Mamba Negra é salto-alto, bota, coturno, sandália, pé no chão, tênis. É tudo o que você achar confortável para cair na pista, ficar em cima de algum palquinho, sentar, beijar, olhar, apenas ser. É um espaço que comprova: um novo mundo finalmente vem surgindo – e ele é liberto de roupas de marcas famosas, arrogância, prisões de convenções sociais, amarras sexuais. Ele nunca mais será preso a convenções de binarismo.
É neste delicioso e muito dançante caos musical que Monna Brutal subiu ao palco no sábado. Rima, poesia, força, raça, vontade, talento. Colocou muita gente para dançar enquanto fazia também muita gente pensar. Afinal, no novo mundo, o divertido é aprender sempre, em todo lugar, com todas as pessoas – e muito mais com uma travesti negra que fala o que pensa.
Uma maré de ráfia vermelha cruza sua cabeça, alguém desce até o chão atrás de você gritando “uhuuu”, outra pessoa te paquera – tem ainda uma em cima do palquinho de olhos fechados.
No outro palco, as Irmãs de Pau cantaram sobre o desejo que a sociedade proíbe com sua hipocrisia. Bradavam que se você quer usufruir daqueles corpitchos deliciosos, ah, amor, vai ter que assumir para a família. Não há mais lugar para esconderijos, ninguém mais quer ficar no cantinho escuro. Aqui, monamour, é todo mundo na pista, de peito aberto, exposto.
Dançando, beijando, rodando, batendo cabelo e tanta coisa mais que é impossível descrever (por isso a galeria de fotos acima inclui imagens de outras edições). Uma maré de ráfia vermelha cruza sua cabeça, alguém desce até o chão atrás de você gritando “uhuuu”, outra pessoa te paquera – tem ainda uma em cima do palquinho de olhos fechados deixando o gostoso veneno da Mamba passear pelo corpo, pela alma.

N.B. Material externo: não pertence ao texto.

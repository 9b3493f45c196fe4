use ordermap::OrderMap;
use reqwest::{Client, StatusCode};
use serde::{Deserialize, Serialize};
use serde_json::Value;
use std::fmt;
use url::Url;

use super::response::classify;
use super::session::Session;
use super::token::{is_html_body, preview, preview_with_limit, token_fingerprint};
use super::{ensure_trailing_slash, API_ROOT};
use crate::utils::errors::{ErrorKind, GatewayFailure};

/// Query parameter naming the vault instance; consumed here, never forwarded
pub const BASE_URL_PARAM: &str = "baseUrl";

/// Outcome of a proxied call: the parsed payload or a classified failure
pub type ProxyResult = Result<Value, GatewayFailure>;

/// A query parameter value as supplied by the caller
#[derive(Debug, Clone, PartialEq, Serialize, Deserialize)]
#[serde(untagged)]
pub enum QueryValue {
    Bool(bool),
    Number(serde_json::Number),
    Text(String),
}

impl QueryValue {
    /// Infer the value type from command-line text: booleans, then numbers, then text
    pub fn infer(raw: &str) -> Self {
        match raw {
            "true" => return QueryValue::Bool(true),
            "false" => return QueryValue::Bool(false),
            _ => {}
        }
        if let Ok(n) = raw.parse::<i64>() {
            return QueryValue::Number(n.into());
        }
        if let Some(n) = raw
            .parse::<f64>()
            .ok()
            .and_then(serde_json::Number::from_f64)
        {
            return QueryValue::Number(n);
        }
        QueryValue::Text(raw.to_string())
    }
}

impl fmt::Display for QueryValue {
    fn fmt(&self, f: &mut fmt::Formatter<'_>) -> fmt::Result {
        match self {
            QueryValue::Bool(b) => write!(f, "{b}"),
            QueryValue::Number(n) => write!(f, "{n}"),
            QueryValue::Text(s) => f.write_str(s),
        }
    }
}

impl From<&str> for QueryValue {
    fn from(value: &str) -> Self {
        QueryValue::Text(value.to_string())
    }
}

impl From<String> for QueryValue {
    fn from(value: String) -> Self {
        QueryValue::Text(value)
    }
}

impl From<bool> for QueryValue {
    fn from(value: bool) -> Self {
        QueryValue::Bool(value)
    }
}

impl From<i64> for QueryValue {
    fn from(value: i64) -> Self {
        QueryValue::Number(value.into())
    }
}

/// Query parameters in caller order
pub type QueryParams = OrderMap<String, QueryValue>;

/// Build the downstream URL for a logical path.
///
/// `baseUrl` is taken out of `params`; every other parameter is carried over.
pub fn build_downstream_url(
    logical_path: &[String],
    params: &QueryParams,
) -> Result<Url, GatewayFailure> {
    let base_url = params
        .get(BASE_URL_PARAM)
        .map(|value| value.to_string())
        .filter(|value| !value.trim().is_empty())
        .ok_or_else(|| GatewayFailure::bad_request("Base URL is required (baseUrl parameter)"))?;

    let segments: Vec<&str> = logical_path
        .iter()
        .map(|segment| segment.trim_matches('/'))
        .filter(|segment| !segment.is_empty())
        .collect();
    if segments.is_empty() {
        return Err(GatewayFailure::bad_request("Logical path is empty"));
    }
    if let Some(segment) = segments.iter().find(|s| matches!(**s, "." | "..")) {
        return Err(GatewayFailure::bad_request(format!(
            "Path segment '{segment}' is not allowed"
        )));
    }

    let root = format!("{}{API_ROOT}", ensure_trailing_slash(base_url.trim()));
    let mut url = Url::parse(&root)
        .map_err(|e| GatewayFailure::bad_request(format!("Invalid base URL '{base_url}': {e}")))?;

    // Each segment is percent-encoded on its own, so '/', '?' and '#' stay inside it
    url.path_segments_mut()
        .map_err(|_| GatewayFailure::bad_request(format!("Invalid base URL '{base_url}'")))?
        .pop_if_empty()
        .extend(segments);

    let forwarded: Vec<(&String, &QueryValue)> = params
        .iter()
        .filter(|(key, _)| key.as_str() != BASE_URL_PARAM)
        .collect();
    if !forwarded.is_empty() {
        let mut pairs = url.query_pairs_mut();
        for (key, value) in forwarded {
            pairs.append_pair(key, &value.to_string());
        }
    }

    Ok(url)
}

/// Forwards read operations to the vault on behalf of a session
pub struct VaultClient {
    client: Client,
}

impl VaultClient {
    pub fn new(client: Client) -> Self {
        Self { client }
    }

    /// Issue one GET for `logical_path` with the session token attached.
    ///
    /// An empty token fails before anything is sent.
    pub async fn forward(
        &self,
        session: &Session,
        logical_path: &[String],
        params: &QueryParams,
    ) -> ProxyResult {
        if session.token.trim().is_empty() {
            return Err(GatewayFailure::unauthenticated(
                "Not authenticated (missing token)",
            ));
        }

        let url = build_downstream_url(logical_path, params)?;
        tracing::info!("Forwarding GET {url}");
        tracing::debug!("Using token fingerprint {}", token_fingerprint(&session.token));

        // The vault expects the raw token, without an auth scheme
        let response = self
            .client
            .get(url)
            .header("Authorization", session.token.as_str())
            .header("Content-Type", "application/json")
            .send()
            .await
            .map_err(GatewayFailure::network)?;

        let status = response.status();
        tracing::debug!("Response status: {status}");
        let body = response.text().await.map_err(GatewayFailure::network)?;

        interpret(status, &body)
    }
}

/// Map a downstream status and raw body to a proxy result
pub fn interpret(status: StatusCode, body: &str) -> ProxyResult {
    if is_html_body(body) {
        return Err(classify(status, body));
    }

    if status == StatusCode::UNAUTHORIZED {
        tracing::warn!("Vault rejected the token: {}", preview_with_limit(body, 200));
        return Err(
            GatewayFailure::unauthenticated("Not authenticated (401 from vault)")
                .with_status(status.as_u16())
                .with_details(preview(body)),
        );
    }

    if !status.is_success() {
        return Err(classify(status, body));
    }

    serde_json::from_str::<Value>(body).map_err(|e| {
        tracing::warn!("Invalid JSON from vault ({e}): {}", preview_with_limit(body, 200));
        GatewayFailure::new(
            ErrorKind::UnexpectedFormat,
            "Server answered with an invalid format. Check the URL and authentication.",
        )
        .with_status(status.as_u16())
        .with_details(preview(body))
    })
}

#[cfg(test)]
mod tests {
    use super::*;

    fn path(segments: &[&str]) -> Vec<String> {
        segments.iter().map(|s| s.to_string()).collect()
    }

    fn params(pairs: &[(&str, QueryValue)]) -> QueryParams {
        pairs
            .iter()
            .map(|(k, v)| (k.to_string(), v.clone()))
            .collect()
    }

    #[test]
    fn test_url_excludes_base_url_param() {
        let url = build_downstream_url(
            &path(&["Accounts"]),
            &params(&[
                ("baseUrl", "https://x".into()),
                ("limit", 5i64.into()),
                ("search", "root admin".into()),
            ]),
        )
        .unwrap();

        assert_eq!(
            url.as_str(),
            "https://x/PasswordVault/API/Accounts?limit=5&search=root+admin"
        );
    }

    #[test]
    fn test_url_without_extra_params_has_no_query() {
        let url = build_downstream_url(
            &path(&["Safes", "Finance", "Members"]),
            &params(&[("baseUrl", "https://vault.local/".into())]),
        )
        .unwrap();
        assert_eq!(
            url.as_str(),
            "https://vault.local/PasswordVault/API/Safes/Finance/Members"
        );
        assert!(url.query().is_none());
    }

    #[test]
    fn test_missing_base_url_is_bad_request() {
        let failure = build_downstream_url(&path(&["Accounts"]), &QueryParams::new()).unwrap_err();
        assert_eq!(failure.kind, ErrorKind::BadRequest);

        let failure = build_downstream_url(
            &path(&["Accounts"]),
            &params(&[("baseUrl", "  ".into())]),
        )
        .unwrap_err();
        assert_eq!(failure.kind, ErrorKind::BadRequest);
    }

    #[test]
    fn test_empty_logical_path_is_bad_request() {
        let failure = build_downstream_url(
            &path(&["", "/"]),
            &params(&[("baseUrl", "https://x".into())]),
        )
        .unwrap_err();
        assert_eq!(failure.kind, ErrorKind::BadRequest);
    }

    #[test]
    fn test_dot_segments_are_rejected() {
        let cases: [&[&str]; 3] = [&["Safes", "../../../admin"], &["..", "admin"], &["Safes", "."]];
        for traversal in cases {
            let failure = build_downstream_url(
                &path(traversal),
                &params(&[("baseUrl", "https://x".into()), ("limit", 5i64.into())]),
            )
            .unwrap_err();
            assert_eq!(failure.kind, ErrorKind::BadRequest, "{traversal:?}");
        }
    }

    #[test]
    fn test_reserved_characters_stay_in_their_segment() {
        let base = params(&[("baseUrl", "https://x".into()), ("limit", 5i64.into())]);

        let url = build_downstream_url(&path(&["Safes", "A#B"]), &base).unwrap();
        assert_eq!(url.path(), "/PasswordVault/API/Safes/A%23B");
        assert!(url.fragment().is_none());

        let url = build_downstream_url(&path(&["Safes", "A?x=1"]), &base).unwrap();
        assert_eq!(url.path(), "/PasswordVault/API/Safes/A%3Fx=1");
        assert_eq!(url.query(), Some("limit=5"));

        let url = build_downstream_url(&path(&["Safes", "a/b", "Members"]), &base).unwrap();
        assert_eq!(url.path(), "/PasswordVault/API/Safes/a%2Fb/Members");
    }

    #[test]
    fn test_base_url_path_is_kept() {
        let url = build_downstream_url(
            &path(&["Users"]),
            &params(&[("baseUrl", "https://x/pvwa".into())]),
        )
        .unwrap();
        assert_eq!(url.as_str(), "https://x/pvwa/PasswordVault/API/Users");
    }

    #[test]
    fn test_query_value_inference() {
        assert_eq!(QueryValue::infer("true"), QueryValue::Bool(true));
        assert_eq!(QueryValue::infer("25"), QueryValue::Number(25i64.into()));
        assert_eq!(QueryValue::infer("0.5").to_string(), "0.5");
        assert_eq!(QueryValue::infer("NaN"), QueryValue::Text("NaN".to_string()));
        assert_eq!(QueryValue::infer("safe01"), QueryValue::Text("safe01".to_string()));
    }

    #[test]
    fn test_interpret_outcomes() {
        let ok = interpret(StatusCode::OK, r#"{"value":[],"count":0}"#).unwrap();
        assert_eq!(ok["count"], 0);

        let failure = interpret(StatusCode::OK, "not json{").unwrap_err();
        assert_eq!(failure.kind, ErrorKind::UnexpectedFormat);

        let failure = interpret(StatusCode::UNAUTHORIZED, &"e".repeat(900)).unwrap_err();
        assert_eq!(failure.kind, ErrorKind::Unauthenticated);
        assert_eq!(failure.details.map(|d| d.len()), Some(500));

        let failure = interpret(StatusCode::UNAUTHORIZED, "<!DOCTYPE html><p>login</p>").unwrap_err();
        assert_eq!(failure.kind, ErrorKind::UnexpectedFormat);

        let failure = interpret(StatusCode::FORBIDDEN, r#"{"ErrorMessage":"no access"}"#).unwrap_err();
        assert_eq!(failure.kind, ErrorKind::RemoteError);
        assert_eq!(failure.message, "no access");
    }
}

É inegável o efeito da picada, que começa já antes de você entrar neste sedutor covil. A divulgação de cada edição é um show de arte, com uma identidade capaz de traduzir o sentimento da festa. É luz, cor, grafismo, prateado, ondas, vermelho, paixão e calor.
Sim, ainda se vê o que até ontem se chamava de pessoas padrão. Mas estas muito cientes de que no novo mundo não existe mais degraus entre uma pessoa e outra. Acima de nós está somente a música, rápida, animada, nervosa, feita por gente talentosa, rasgando o ar que vai sendo vacinado contra a Covid (a festa exigia comprovante de vacinação).
Não há mais degraus. Não há mais marcas. Os rótulos caíram. O carão não dá mais as caras. Pelo menos nesse torpor maravilhoso que é levar uma picada da Mamba Negra você pode se entregar para si mesmo. Ninguém vai julgar.